A scene in Madison Sq. (Lovestonite Communist). Marchers with placards. (Manhattan, 1934)

A scene in Madison Sq. (Lovestonite Communist). Marchers with placards. (Manhattan, 1934) Image by Unknown (courtesy of the Forward archives)

So when Elizabeth Warren chose to address the city from Washington Square Park while campaigning in 2019, we were asked to re-envision the moment from the perspective of the Triangle Shirtwaist Factory fire that took place nearby in 1911. Historically we wrote intensively about that story at the granular neighborhood level, entering the homes of those who had lost family members and friends to that fire. We also sent our leading poet of the day, Morris Rosenfeld to cover it. So our response in 2020, interweaving the archival with the voice of one of the imagined lost ones was more poetic than your usual Op-Ed. But for us, that was the archival bridging the now.

Urban Archive: Recently, you wrote a story about Kalmele Weitz, The Boy Cantor on Urban Archive. We found the entire process, from discovery and research to editorial, to be quite collaborative. Would you mind sharing what went into its making with our readers?

Kalman ‘Kalmele’ Weitz, known as “The Boy Cantor,” and ‘The Young Caruso.”

Kalman ‘Kalmele’ Weitz, known as “The Boy Cantor,” and ‘The Young Caruso.” Image by Unknown (courtesy of the Forward archives)

Chana: Cantors are like rock stars to our archive, but even so, to find an image of a ‘boy cantor’ is still quite thrilling. Usually, images of cantors in our archive are more akin to headshots for actors and singers. But here we had an image taken as the ‘boy cantor’ star of the day was disembarking from a ship — we could tell because we have a lot of similar images. Back when steamships were the airplane of the day, notable people were photographed by paparazzi (just like at LAX today!) as they were still on deck, about to disembark. So while we were thrilled by the celebratory factor, we were also kind of stumped about how to locate this individual whom we knew from our paper and the historic record had arrived in New York City in that image. I think you could call this episode ‘we get by with a little help from our friends.’

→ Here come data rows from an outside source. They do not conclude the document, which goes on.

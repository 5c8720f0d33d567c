//! qrshare command-line entrypoint

use clap::Parser;
#[cfg(feature = "system-clipboard")]
use qrshare::platform::SystemClipboard;
use qrshare::platform::{Clipboard, ConsoleNotifier, FileDownloader, SystemLauncher};
use qrshare::{
    ActionOutcome, Error, Platform, QrShareConfig, QrWidget, Result, StyledEncoder, WidgetInput,
    WidgetOptions, WidgetState, logging,
};
use std::path::PathBuf;
use std::sync::Arc;
use tracing::info;

#[derive(Parser, Debug)]
#[command(
    name = "qrshare",
    version,
    about = "Render a link as a QR code and share it"
)]
struct Cli {
    /// Link or text to encode
    value: String,

    /// Edit code shown next to the QR code
    #[arg(long, value_name = "CODE", default_value = "")]
    edit_code: String,

    /// Optional configuration file (toml/yaml). Defaults to qrshare.{toml,yaml} in cwd/XDG config.
    #[arg(long, value_name = "PATH")]
    config: Option<PathBuf>,

    /// Directory that receives qr-code.png (overrides the config file)
    #[arg(long, value_name = "DIR")]
    out_dir: Option<PathBuf>,

    /// Logo drawn in the middle of the code
    #[arg(long, value_name = "PATH")]
    logo: Option<PathBuf>,

    /// Render without a logo
    #[arg(long, conflicts_with = "logo")]
    no_logo: bool,

    /// Save the rendered code as qr-code.png
    #[arg(long)]
    download: bool,

    /// Copy the link to the clipboard
    #[arg(long)]
    copy_link: bool,

    /// Copy the edit code to the clipboard
    #[arg(long)]
    copy_edit_code: bool,

    /// Open the link in the default browser
    #[arg(long)]
    open: bool,

    /// Print the final widget status as JSON
    #[arg(long)]
    json: bool,
}

#[tokio::main]
async fn main() -> Result<()> {
    let cli = Cli::parse();

    let mut config = QrShareConfig::load(cli.config.as_deref())?;
    if let Some(ref dir) = cli.out_dir {
        config.download.directory = dir.clone();
    }
    if let Some(ref logo) = cli.logo {
        config.style.logo_image = Some(logo.clone());
    }
    if cli.no_logo {
        config.style.logo_image = None;
    }

    logging::init(&config.logging)?;

    let platform = Platform {
        clipboard: system_clipboard(),
        downloader: Arc::new(FileDownloader::new(&config.download.directory)),
        launcher: Arc::new(SystemLauncher::new()),
        notifier: Arc::new(ConsoleNotifier::new()),
    };

    let widget = QrWidget::new(
        WidgetInput::new(cli.value.clone(), cli.edit_code.clone()),
        Arc::new(StyledEncoder::new()),
        platform,
        WidgetOptions::from(&config),
    );

    info!(style = ?config.style, "Mounting QR widget");
    widget.mount()?;
    let state = widget.settled().await;
    if state == WidgetState::GenerationFailed {
        // Generation failures are not fatal; the download still exports the blank surface.
        tracing::warn!("QR code could not be generated");
    }

    if cli.download {
        widget.download().await?;
    }

    let mut failed = false;
    if cli.copy_link {
        failed |= widget.copy_link().await == ActionOutcome::Failed;
    }
    if cli.copy_edit_code {
        failed |= widget.copy_edit_code().await == ActionOutcome::Failed;
    }
    if cli.open {
        failed |= widget.open_link().await == ActionOutcome::Failed;
    }

    let status = widget.status();
    if cli.json {
        println!("{}", serde_json::to_string_pretty(&status)?);
    } else {
        println!("QR state: {:?}", status.state);
        println!("Link: {}", status.link);
        println!("Edit code: {}", status.edit_code_label);
    }

    widget.unmount();

    if failed {
        return Err(Error::Other("one or more actions failed".to_string()));
    }
    Ok(())
}

#[cfg(feature = "system-clipboard")]
fn system_clipboard() -> Arc<dyn Clipboard> {
    Arc::new(SystemClipboard::new())
}

#[cfg(not(feature = "system-clipboard"))]
fn system_clipboard() -> Arc<dyn Clipboard> {
    use async_trait::async_trait;

    struct Unavailable;

    #[async_trait]
    impl Clipboard for Unavailable {
        async fn write_text(&self, _text: &str) -> Result<()> {
            Err(Error::Clipboard(
                "built without the system-clipboard feature".to_string(),
            ))
        }
    }

    Arc::new(Unavailable)
}
//! Saves downloads into a local directory

use crate::error::{Error, Result};
use crate::platform::Downloader;
use async_trait::async_trait;
use bytes::Bytes;
use std::path::{Path, PathBuf};

/// Writes each download to `<directory>/<filename>`, replacing an existing file
#[derive(Debug, Clone)]
pub struct FileDownloader {
    directory: PathBuf,
}

impl FileDownloader {
    /// Save downloads into `directory`, created on first use
    pub fn new(directory: impl Into<PathBuf>) -> Self {
        Self {
            directory: directory.into(),
        }
    }

    /// Target directory
    pub fn directory(&self) -> &Path {
        &self.directory
    }
}

#[async_trait]
impl Downloader for FileDownloader {
    async fn download(&self, bytes: Bytes, filename: &str) -> Result<()> {
        // Only the final path component is honoured.
        let name = Path::new(filename)
            .file_name()
            .ok_or_else(|| Error::Download(format!("invalid filename '{filename}'")))?;

        if !self.directory.as_os_str().is_empty() {
            tokio::fs::create_dir_all(&self.directory).await.map_err(|e| {
                Error::Download(format!(
                    "Failed to create directory {}: {e}",
                    self.directory.display()
                ))
            })?;
        }

        let path = self.directory.join(name);
        tokio::fs::write(&path, &bytes)
            .await
            .map_err(|e| Error::Download(format!("Failed to write {}: {e}", path.display())))?;

        tracing::info!(path = %path.display(), bytes = bytes.len(), "Saved download");
        Ok(())
    }
}
//! `data:` URI encoding and image loading

use crate::error::{Error, Result};
use base64::{Engine as _, engine::general_purpose::STANDARD};
use image::DynamicImage;

const PNG_PREFIX: &str = "data:image/png;base64,";

/// A parsed base64 data URI
#[derive(Debug, Clone, PartialEq, Eq)]
pub struct DataUri {
    /// Declared media type, e.g. `image/png`
    pub mime: String,
    /// Decoded payload
    pub data: Vec<u8>,
}

impl DataUri {
    /// Parse `data:<mime>;base64,<payload>`
    pub fn parse(uri: &str) -> Result<Self> {
        let rest = uri
            .strip_prefix("data:")
            .ok_or_else(|| Error::DataUri("missing 'data:' scheme".to_string()))?;
        let (meta, payload) = rest
            .split_once(',')
            .ok_or_else(|| Error::DataUri("missing ',' separator".to_string()))?;

        let mut params = meta.split(';');
        let mime = params.next().unwrap_or_default().trim().to_ascii_lowercase();
        if !params.any(|p| p.trim().eq_ignore_ascii_case("base64")) {
            return Err(Error::DataUri("only base64 payloads are supported".to_string()));
        }

        let data = STANDARD.decode(payload.trim())?;
        Ok(Self { mime, data })
    }
}

/// Wrap PNG bytes into a data URI
pub fn encode_png(png: &[u8]) -> String {
    format!("{PNG_PREFIX}{}", STANDARD.encode(png))
}

/// Decode the image carried by a data URI
pub fn load_image(uri: &str) -> Result<DynamicImage> {
    let parsed = DataUri::parse(uri)?;
    if !parsed.mime.is_empty() && !parsed.mime.starts_with("image/") {
        return Err(Error::DataUri(format!(
            "expected an image media type, got '{}'",
            parsed.mime
        )));
    }
    Ok(image::load_from_memory(&parsed.data)?)
}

From Ellis Island’s database, we found Kalmele Weitz’s passenger manifest so we knew the name of his ship which is the S.S. Leviathan that curiously, happens to be a magical mystical sacred fish consumed by the righteous, in Jewish lore. Great. But uh-oh. Where did ships dock in 1928 in the city? Well, there’s only one person who we felt confident would know the answer to that query. We reached out to Martina Caruso, the deep-diving Director of Collections at the Seaport Museum who pointed out that the S.S Leviathan was such a large ship, it had to dock uniquely at Pier 86, despite the fact that it belonged to the U.S. Line whose ports were in Hoboken. Caruso also provided links to helpful related reference materials of the Hoboken Historical Society and even the Congressional Record of the day, where this was mentioned! Apparently switching ports is a big deal. And that’s how we were able to geolocate Kalmele Weitz at the moment of his arrival in our fair city.

Sam Addeo is a NY native and urbanist based in Greenpoint, Brooklyn.
Chana Pollack is the Forward’s archivist.